● THE PROBLEM
In the listing below, start your output at the line with "pub fn new(config: &AppConfig)" and end it after the line with "let config = AppConfig", copying every line exactly.

☆ ☆ ☆

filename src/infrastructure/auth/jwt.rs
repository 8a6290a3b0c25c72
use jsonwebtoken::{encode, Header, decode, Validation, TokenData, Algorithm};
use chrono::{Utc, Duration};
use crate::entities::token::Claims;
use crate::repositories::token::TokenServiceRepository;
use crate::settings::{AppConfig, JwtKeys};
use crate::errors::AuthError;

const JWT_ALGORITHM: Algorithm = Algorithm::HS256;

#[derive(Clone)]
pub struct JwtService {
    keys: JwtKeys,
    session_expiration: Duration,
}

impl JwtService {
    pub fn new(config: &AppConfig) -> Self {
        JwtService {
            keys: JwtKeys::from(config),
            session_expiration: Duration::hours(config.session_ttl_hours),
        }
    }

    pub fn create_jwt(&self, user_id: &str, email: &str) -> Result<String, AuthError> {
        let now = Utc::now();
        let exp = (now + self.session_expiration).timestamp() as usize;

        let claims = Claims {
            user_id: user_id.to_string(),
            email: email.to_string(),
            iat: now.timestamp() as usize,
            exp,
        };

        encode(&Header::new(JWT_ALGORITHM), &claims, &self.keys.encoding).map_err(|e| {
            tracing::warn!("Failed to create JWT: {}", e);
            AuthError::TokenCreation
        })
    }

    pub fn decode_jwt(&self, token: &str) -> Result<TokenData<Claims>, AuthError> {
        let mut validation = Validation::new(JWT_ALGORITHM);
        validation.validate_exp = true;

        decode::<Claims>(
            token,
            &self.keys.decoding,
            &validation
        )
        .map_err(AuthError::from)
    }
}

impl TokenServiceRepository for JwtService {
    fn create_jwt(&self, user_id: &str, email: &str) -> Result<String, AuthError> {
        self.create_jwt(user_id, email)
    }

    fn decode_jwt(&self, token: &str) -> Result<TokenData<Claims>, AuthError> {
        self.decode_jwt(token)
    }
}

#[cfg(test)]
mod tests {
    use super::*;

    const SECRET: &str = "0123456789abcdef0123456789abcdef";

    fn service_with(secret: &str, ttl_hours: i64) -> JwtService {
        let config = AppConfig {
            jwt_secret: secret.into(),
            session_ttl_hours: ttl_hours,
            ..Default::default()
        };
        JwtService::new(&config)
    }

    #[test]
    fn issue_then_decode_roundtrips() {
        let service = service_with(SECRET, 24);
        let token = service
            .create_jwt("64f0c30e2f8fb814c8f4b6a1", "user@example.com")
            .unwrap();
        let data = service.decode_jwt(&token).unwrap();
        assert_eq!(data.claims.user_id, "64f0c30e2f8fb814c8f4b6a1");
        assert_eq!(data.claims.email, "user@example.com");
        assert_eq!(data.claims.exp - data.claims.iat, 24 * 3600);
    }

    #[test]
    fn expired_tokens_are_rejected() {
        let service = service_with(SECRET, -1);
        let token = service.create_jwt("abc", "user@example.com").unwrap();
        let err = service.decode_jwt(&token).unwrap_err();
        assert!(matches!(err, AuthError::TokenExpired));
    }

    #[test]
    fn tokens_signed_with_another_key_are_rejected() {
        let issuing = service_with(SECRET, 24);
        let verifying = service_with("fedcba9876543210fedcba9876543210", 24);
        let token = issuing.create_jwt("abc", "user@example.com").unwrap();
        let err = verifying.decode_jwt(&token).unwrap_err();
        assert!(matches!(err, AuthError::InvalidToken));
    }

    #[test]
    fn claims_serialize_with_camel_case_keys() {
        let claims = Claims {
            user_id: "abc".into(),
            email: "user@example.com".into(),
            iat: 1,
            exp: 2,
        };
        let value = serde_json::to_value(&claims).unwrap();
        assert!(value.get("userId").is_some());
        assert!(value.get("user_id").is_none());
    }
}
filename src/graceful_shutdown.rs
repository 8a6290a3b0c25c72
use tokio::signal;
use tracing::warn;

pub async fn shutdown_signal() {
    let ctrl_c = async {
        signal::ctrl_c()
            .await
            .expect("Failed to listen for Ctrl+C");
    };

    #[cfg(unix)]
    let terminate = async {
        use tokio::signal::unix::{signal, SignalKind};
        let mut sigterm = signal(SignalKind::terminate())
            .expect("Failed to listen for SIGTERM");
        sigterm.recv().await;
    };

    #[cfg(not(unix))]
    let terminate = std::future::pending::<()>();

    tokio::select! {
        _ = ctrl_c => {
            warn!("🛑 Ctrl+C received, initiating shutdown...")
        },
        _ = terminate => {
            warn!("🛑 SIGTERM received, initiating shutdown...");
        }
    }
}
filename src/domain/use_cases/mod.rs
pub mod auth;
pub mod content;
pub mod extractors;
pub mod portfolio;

☆ ☆ ☆

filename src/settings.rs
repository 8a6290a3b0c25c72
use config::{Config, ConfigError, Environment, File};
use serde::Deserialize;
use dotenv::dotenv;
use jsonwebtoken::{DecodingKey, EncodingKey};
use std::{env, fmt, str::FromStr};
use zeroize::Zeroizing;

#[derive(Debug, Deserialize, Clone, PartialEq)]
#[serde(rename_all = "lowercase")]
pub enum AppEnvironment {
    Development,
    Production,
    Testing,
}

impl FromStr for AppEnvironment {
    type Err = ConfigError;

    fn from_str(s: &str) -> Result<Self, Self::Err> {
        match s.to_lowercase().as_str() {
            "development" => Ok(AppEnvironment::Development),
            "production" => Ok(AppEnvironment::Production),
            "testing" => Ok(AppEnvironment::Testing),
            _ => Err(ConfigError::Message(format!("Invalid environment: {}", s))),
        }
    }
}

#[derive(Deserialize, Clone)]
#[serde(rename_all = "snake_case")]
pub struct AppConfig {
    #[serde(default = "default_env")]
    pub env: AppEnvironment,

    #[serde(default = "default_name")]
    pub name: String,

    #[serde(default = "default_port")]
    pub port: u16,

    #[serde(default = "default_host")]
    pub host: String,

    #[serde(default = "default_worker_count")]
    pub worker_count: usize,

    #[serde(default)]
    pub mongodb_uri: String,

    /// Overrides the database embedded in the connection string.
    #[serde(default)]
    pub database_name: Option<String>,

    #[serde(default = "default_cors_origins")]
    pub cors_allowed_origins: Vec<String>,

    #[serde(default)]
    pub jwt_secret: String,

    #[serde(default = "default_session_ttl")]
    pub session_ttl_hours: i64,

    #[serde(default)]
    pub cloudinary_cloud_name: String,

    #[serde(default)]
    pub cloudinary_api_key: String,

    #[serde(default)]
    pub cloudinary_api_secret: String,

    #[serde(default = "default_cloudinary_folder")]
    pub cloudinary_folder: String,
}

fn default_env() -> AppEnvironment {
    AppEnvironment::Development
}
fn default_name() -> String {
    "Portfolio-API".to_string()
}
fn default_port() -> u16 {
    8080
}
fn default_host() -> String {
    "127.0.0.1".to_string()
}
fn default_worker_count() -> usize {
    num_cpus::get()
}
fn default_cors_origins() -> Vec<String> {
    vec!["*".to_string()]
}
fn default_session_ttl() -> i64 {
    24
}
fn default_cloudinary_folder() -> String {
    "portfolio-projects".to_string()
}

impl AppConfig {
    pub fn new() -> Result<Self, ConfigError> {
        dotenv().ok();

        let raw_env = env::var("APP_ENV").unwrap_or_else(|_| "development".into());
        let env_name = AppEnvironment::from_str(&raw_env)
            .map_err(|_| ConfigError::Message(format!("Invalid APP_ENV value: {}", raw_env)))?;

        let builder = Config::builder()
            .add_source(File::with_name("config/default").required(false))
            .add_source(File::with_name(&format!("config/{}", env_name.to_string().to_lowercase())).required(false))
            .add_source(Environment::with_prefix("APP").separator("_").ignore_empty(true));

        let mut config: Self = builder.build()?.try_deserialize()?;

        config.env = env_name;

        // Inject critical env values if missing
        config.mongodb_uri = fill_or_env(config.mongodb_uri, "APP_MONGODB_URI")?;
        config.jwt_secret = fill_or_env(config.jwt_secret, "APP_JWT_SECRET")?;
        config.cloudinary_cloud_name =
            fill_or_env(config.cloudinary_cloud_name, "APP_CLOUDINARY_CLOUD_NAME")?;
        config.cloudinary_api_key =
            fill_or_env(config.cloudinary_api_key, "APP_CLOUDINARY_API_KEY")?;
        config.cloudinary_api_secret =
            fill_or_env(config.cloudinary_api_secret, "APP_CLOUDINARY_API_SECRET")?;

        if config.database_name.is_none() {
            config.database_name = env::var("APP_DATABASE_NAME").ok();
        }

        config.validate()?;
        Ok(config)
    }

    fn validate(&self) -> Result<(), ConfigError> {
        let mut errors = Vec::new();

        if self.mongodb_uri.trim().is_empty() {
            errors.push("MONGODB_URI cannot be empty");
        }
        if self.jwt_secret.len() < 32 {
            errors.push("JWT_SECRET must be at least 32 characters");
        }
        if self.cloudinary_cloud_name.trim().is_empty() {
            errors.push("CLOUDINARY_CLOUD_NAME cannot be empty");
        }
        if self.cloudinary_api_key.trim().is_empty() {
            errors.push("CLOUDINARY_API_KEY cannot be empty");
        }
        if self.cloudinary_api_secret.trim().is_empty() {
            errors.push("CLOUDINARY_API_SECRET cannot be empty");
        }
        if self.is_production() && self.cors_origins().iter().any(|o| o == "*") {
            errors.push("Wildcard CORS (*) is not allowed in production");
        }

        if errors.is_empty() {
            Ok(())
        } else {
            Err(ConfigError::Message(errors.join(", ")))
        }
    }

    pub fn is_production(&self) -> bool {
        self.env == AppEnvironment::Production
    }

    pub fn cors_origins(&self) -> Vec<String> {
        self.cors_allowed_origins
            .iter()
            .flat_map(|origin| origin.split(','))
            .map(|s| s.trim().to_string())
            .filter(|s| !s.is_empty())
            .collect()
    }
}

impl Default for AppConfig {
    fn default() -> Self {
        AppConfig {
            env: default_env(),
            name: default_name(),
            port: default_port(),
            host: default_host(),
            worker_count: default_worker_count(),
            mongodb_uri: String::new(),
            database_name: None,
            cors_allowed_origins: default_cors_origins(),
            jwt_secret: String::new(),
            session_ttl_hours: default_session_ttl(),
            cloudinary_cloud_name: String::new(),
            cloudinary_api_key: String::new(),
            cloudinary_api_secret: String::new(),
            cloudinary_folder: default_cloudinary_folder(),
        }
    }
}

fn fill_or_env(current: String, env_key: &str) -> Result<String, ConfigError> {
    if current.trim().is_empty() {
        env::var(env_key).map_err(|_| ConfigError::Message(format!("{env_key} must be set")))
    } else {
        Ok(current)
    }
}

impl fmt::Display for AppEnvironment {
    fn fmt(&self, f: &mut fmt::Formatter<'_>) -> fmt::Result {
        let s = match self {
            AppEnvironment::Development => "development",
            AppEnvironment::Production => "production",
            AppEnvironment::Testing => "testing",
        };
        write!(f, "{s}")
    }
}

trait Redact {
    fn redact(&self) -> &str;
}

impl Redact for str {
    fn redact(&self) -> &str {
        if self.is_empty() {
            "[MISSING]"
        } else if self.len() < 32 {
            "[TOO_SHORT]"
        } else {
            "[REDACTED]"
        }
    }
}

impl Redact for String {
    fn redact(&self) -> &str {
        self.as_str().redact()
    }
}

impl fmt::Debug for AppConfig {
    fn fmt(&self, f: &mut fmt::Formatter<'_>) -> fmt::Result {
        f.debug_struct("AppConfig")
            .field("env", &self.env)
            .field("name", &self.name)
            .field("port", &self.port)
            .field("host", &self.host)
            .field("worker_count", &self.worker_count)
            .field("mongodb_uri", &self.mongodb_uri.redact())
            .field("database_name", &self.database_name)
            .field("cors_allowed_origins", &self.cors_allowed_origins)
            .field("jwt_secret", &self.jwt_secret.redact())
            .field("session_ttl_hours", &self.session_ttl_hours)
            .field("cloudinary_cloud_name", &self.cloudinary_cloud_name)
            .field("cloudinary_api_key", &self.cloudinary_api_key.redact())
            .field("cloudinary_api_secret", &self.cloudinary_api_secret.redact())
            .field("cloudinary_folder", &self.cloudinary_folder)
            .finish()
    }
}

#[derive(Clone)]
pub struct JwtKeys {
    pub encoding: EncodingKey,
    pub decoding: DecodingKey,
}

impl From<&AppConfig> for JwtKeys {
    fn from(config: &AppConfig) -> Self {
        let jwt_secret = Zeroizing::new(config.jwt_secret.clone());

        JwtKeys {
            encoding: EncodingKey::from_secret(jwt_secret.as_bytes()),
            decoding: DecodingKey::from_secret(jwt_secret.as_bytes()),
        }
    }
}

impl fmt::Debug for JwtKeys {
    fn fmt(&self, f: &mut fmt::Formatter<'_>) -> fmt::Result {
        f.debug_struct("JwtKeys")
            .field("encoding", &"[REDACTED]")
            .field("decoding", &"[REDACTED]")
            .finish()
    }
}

☆ ☆ ☆

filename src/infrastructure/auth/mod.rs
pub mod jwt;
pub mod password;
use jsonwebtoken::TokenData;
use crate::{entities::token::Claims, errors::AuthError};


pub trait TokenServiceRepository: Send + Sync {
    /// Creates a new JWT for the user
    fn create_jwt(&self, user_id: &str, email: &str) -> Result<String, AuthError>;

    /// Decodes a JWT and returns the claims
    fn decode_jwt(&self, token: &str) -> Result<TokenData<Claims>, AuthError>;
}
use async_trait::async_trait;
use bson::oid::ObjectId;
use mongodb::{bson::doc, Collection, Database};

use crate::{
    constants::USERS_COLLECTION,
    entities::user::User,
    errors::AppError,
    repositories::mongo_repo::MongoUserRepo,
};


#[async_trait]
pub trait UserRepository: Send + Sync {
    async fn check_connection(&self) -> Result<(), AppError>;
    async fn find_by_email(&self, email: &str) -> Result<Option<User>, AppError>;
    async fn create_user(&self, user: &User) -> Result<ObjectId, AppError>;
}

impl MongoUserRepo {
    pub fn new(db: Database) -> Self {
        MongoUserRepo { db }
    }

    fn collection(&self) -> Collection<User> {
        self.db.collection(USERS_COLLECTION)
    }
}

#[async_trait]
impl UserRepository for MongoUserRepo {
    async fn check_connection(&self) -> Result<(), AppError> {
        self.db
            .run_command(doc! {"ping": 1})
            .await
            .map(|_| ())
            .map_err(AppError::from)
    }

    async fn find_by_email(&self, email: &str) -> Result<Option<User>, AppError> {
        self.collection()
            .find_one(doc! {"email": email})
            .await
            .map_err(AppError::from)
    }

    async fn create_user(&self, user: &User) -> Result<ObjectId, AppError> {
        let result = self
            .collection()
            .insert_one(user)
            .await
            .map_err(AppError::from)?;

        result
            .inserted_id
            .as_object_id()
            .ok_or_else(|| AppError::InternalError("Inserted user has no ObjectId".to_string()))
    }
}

☆ ☆ ☆

● RESULT OF THIS EXERCISE
    pub fn new(config: &AppConfig) -> Self {
        JwtService {
            keys: JwtKeys::from(config),
            session_expiration: Duration::hours(config.session_ttl_hours),
        }
    }

    pub fn create_jwt(&self, user_id: &str, email: &str) -> Result<String, AuthError> {
        let now = Utc::now();
        let exp = (now + self.session_expiration).timestamp() as usize;

        let claims = Claims {
            user_id: user_id.to_string(),
            email: email.to_string(),
            iat: now.timestamp() as usize,
            exp,
        };

        encode(&Header::new(JWT_ALGORITHM), &claims, &self.keys.encoding).map_err(|e| {
            tracing::warn!("Failed to create JWT: {}", e);
            AuthError::TokenCreation
        })
    }

    pub fn decode_jwt(&self, token: &str) -> Result<TokenData<Claims>, AuthError> {
        let mut validation = Validation::new(JWT_ALGORITHM);
        validation.validate_exp = true;

        decode::<Claims>(
            token,
            &self.keys.decoding,
            &validation
        )
        .map_err(AuthError::from)
    }
}

impl TokenServiceRepository for JwtService {
    fn create_jwt(&self, user_id: &str, email: &str) -> Result<String, AuthError> {
        self.create_jwt(user_id, email)
    }

    fn decode_jwt(&self, token: &str) -> Result<TokenData<Claims>, AuthError> {
        self.decode_jwt(token)
    }
}

#[cfg(test)]
mod tests {
    use super::*;

    const SECRET: &str = "0123456789abcdef0123456789abcdef";

    fn service_with(secret: &str, ttl_hours: i64) -> JwtService {
        let config = AppConfig {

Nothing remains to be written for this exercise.